This Wednesday is Rishi Sunak’s second budget, and the circumstances under which he will deliver it could not be more different from a year ago. Then, he was only weeks into the job of chancellor after the surprise departure of Sajid Javid, and lockdown was a buzzword for the future. Now, there is a feeling that the decisions he announces will be critical to the future direction of the economy and to how the UK makes its way out of its Covid-induced slump.
Budgets are traditionally closely guarded, but nothing is really secret now, and its provisions, or possible provisions, have been heavily trailed in the media. One target is likely to be pensions: the chancellor is expected to freeze the lifetime allowance, which dictates how much money you can save before incurring tax, at £1 million. As a headline figure, it seems generous, but this will move something like 10,000 savers into a position in which they are liable for more tax. It will be portrayed, gently but insistently, as asking the more wealthy to contribute a little bit more.

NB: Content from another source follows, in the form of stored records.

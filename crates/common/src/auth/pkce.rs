//! PKCE (Proof Key for Code Exchange) implementation for OAuth 2.0
//!
//! Implements RFC 7636 with the `S256` method only. Also generates the CSRF
//! `state` value bound to each authorization round trip.

use base64::engine::general_purpose::URL_SAFE_NO_PAD;
use base64::Engine;
use rand::rngs::OsRng;
use rand::RngCore;
use sha2::{Digest, Sha256};

use super::error::{AuthError, AuthResult};

/// Minimum verifier length allowed by RFC 7636
pub const MIN_VERIFIER_LENGTH: usize = 43;
/// Maximum verifier length allowed by RFC 7636
pub const MAX_VERIFIER_LENGTH: usize = 128;
/// The only challenge method this crate emits
pub const CHALLENGE_METHOD: &str = "S256";

const VERIFIER_ENTROPY_BYTES: usize = 32;
const STATE_ENTROPY_BYTES: usize = 16;

fn random_urlsafe(len: usize) -> String {
    let mut bytes = vec![0u8; len];
    OsRng.fill_bytes(&mut bytes);
    URL_SAFE_NO_PAD.encode(bytes)
}

/// Generate a cryptographically secure code verifier
///
/// 32 random bytes from the OS CSPRNG, base64url without padding (43 chars).
#[must_use]
pub fn generate_code_verifier() -> String {
    random_urlsafe(VERIFIER_ENTROPY_BYTES)
}

/// Generate a random state token for CSRF protection
///
/// 16 random bytes, base64url without padding (22 chars).
#[must_use]
pub fn generate_state() -> String {
    random_urlsafe(STATE_ENTROPY_BYTES)
}

/// Check verifier length and alphabet (`[A-Za-z0-9-._~]`)
#[must_use]
pub fn validate_verifier_format(verifier: &str) -> bool {
    (MIN_VERIFIER_LENGTH..=MAX_VERIFIER_LENGTH).contains(&verifier.len())
        && verifier.bytes().all(|b| b.is_ascii_alphanumeric() || matches!(b, b'-' | b'.' | b'_' | b'~'))
}

/// Derive the S256 code challenge: BASE64URL(SHA256(ASCII(verifier)))
///
/// # Errors
/// Returns `InvalidRequest` if the verifier length is outside 43..=128.
pub fn derive_code_challenge(verifier: &str) -> AuthResult<String> {
    let len = verifier.len();
    if !(MIN_VERIFIER_LENGTH..=MAX_VERIFIER_LENGTH).contains(&len) {
        return Err(AuthError::invalid_request(format!(
            "code verifier must be {MIN_VERIFIER_LENGTH}-{MAX_VERIFIER_LENGTH} characters, got {len}"
        )));
    }

    let hash = Sha256::digest(verifier.as_bytes());
    Ok(URL_SAFE_NO_PAD.encode(hash))
}

/// Recompute the challenge for `verifier` and compare in constant time
#[must_use]
pub fn verify_challenge(verifier: &str, challenge: &str) -> bool {
    derive_code_challenge(verifier)
        .map(|expected| constant_time_eq(expected.as_bytes(), challenge.as_bytes()))
        .unwrap_or(false)
}

/// Byte comparison whose running time does not depend on where inputs differ
#[must_use]
pub fn constant_time_eq(a: &[u8], b: &[u8]) -> bool {
    if a.len() != b.len() {
        return false;
    }
    a.iter().zip(b).fold(0u8, |acc, (x, y)| acc | (x ^ y)) == 0
}

/// PKCE verifier/challenge pair
#[derive(Clone)]
pub struct PkceChallenge {
    /// Random secret, kept server side until token exchange
    pub code_verifier: String,
    /// SHA256 of the verifier, sent in the authorization request
    pub code_challenge: String,
}

impl PkceChallenge {
    /// Generate a fresh verifier and its S256 challenge
    ///
    /// # Examples
    /// ```
    /// use tokenward_common::auth::pkce::{verify_challenge, PkceChallenge};
    ///
    /// let pkce = PkceChallenge::generate();
    /// assert_eq!(pkce.code_verifier.len(), 43);
    /// assert!(verify_challenge(&pkce.code_verifier, &pkce.code_challenge));
    /// ```
    #[must_use]
    pub fn generate() -> Self {
        let code_verifier = generate_code_verifier();
        let hash = Sha256::digest(code_verifier.as_bytes());
        Self { code_verifier, code_challenge: URL_SAFE_NO_PAD.encode(hash) }
    }

    /// Challenge method (always "S256")
    #[must_use]
    pub const fn method(&self) -> &'static str {
        CHALLENGE_METHOD
    }
}

impl std::fmt::Debug for PkceChallenge {
    fn fmt(&self, f: &mut std::fmt::Formatter<'_>) -> std::fmt::Result {
        f.debug_struct("PkceChallenge")
            .field("code_verifier", &"[REDACTED]")
            .field("code_challenge", &self.code_challenge)
            .finish()
    }
}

Another probable target is capital gains tax (CGT). As a levy on income generated by the sale of assets which have increased in value, this is very much a penalty on the better-off. And it has been pointed out that many people do not even reach their tax-free allowance level on CGT, so the Treasury may deem it a low-risk, low-impact change. But it is low-impact also in the sense that the overall sums generated will be relatively low: compared to income tax, CGT is a small part of the government’s take. It is as much declaratory as effective, contributing, like pension changes, to a sense that the rich are shouldering their share of the burden.
And what a burden that is. The combination of the financial support measures introduced to help sectors affected by the pandemic, and the economic slowdown which the pandemic has brought, means that the government has spent nearly £300 billion this financial year, and borrowing is higher than it has ever been in peacetime. Sunak has been — probably rightly — open-handed in using public money to ease the pain of the pandemic, but there was always going to be a financial reckoning. That reckoning is beginning with the 2021 Budget.
Worryingly for the government, despite its comfortable 80-seat majority in the House of Commons, there are rumours of backbench unease. Mel Stride, the chair of the Treasury select committee and a former cabinet minister, has described potential changes to capital gains tax as “extremely problematic”, arguing that this is a very bad time to discourage investment with higher levies. Stride is no low-tax, small-state outlier: he was a Treasury minister for two years under Theresa May and is generally regarded as a safe, if uninspiring, pair of hands.
The former prime minister David Cameron has also weighed in, unusually for a man who sometimes seems set on forgetting he ever entered politics. He told CNN that, given the fragile state of the economy, “piling, say, tax increases on top of that before you’ve even opened up the economy wouldn’t make any sense at all.” Instead, he argues, the government and the electorate should recognise the extraordinary nature of the circumstances and be willing to suspend the normal rules, as a wartime administration would do.
Downing Street has not sought to lower the temperature. The prime minister’s press secretary, Allegra Stratton, confirmed that Conservative MPs voting against the budget would face withdrawal of the whip, setting the government’s face against any kind of compromise. This is not a surprising move: voting against a budget is seeking to deny the government supply, and is regarded as a very grave move. Were it to extend to every clause of the ensuing Finance Bill as it proceeded through the House, that might be regarded as a tighter straitjacket than usual.
In fairness to Stratton, she was responding to a question rather than making a spontaneous statement of whipping policy. But Downing Street must calm its nerves. It has a majority in the House almost twice that of Thatcher’s first term, and the chances of major budget provisions being lost are slight. The prime minister and his advisers, however, retain a death grip on party discipline, one which exhibits not mastery but terror. Sunak’s personal ratings remain high and, though that may not be welcome news in Number Ten, there is still public understanding that these are extraordinarily tough times.
The government has a choice: it can be brave, or it can seek the quieter waters of easy popularity. The prime minister’s instinct is assuredly towards the latter — he is a ‘people pleaser’, a fine quality in a person but a disastrous one in a leader — and is like Macavity the Mystery Cat when bad news is being broken. The chancellor therefore has the chance to do what he thinks is necessary, while retaining the ability to weather most likely storms. Let him make this an economic budget, a financial budget, rather than a political budget. Who knows? Perhaps Prudence, once a regular visitor to Number 11, might be invited back again.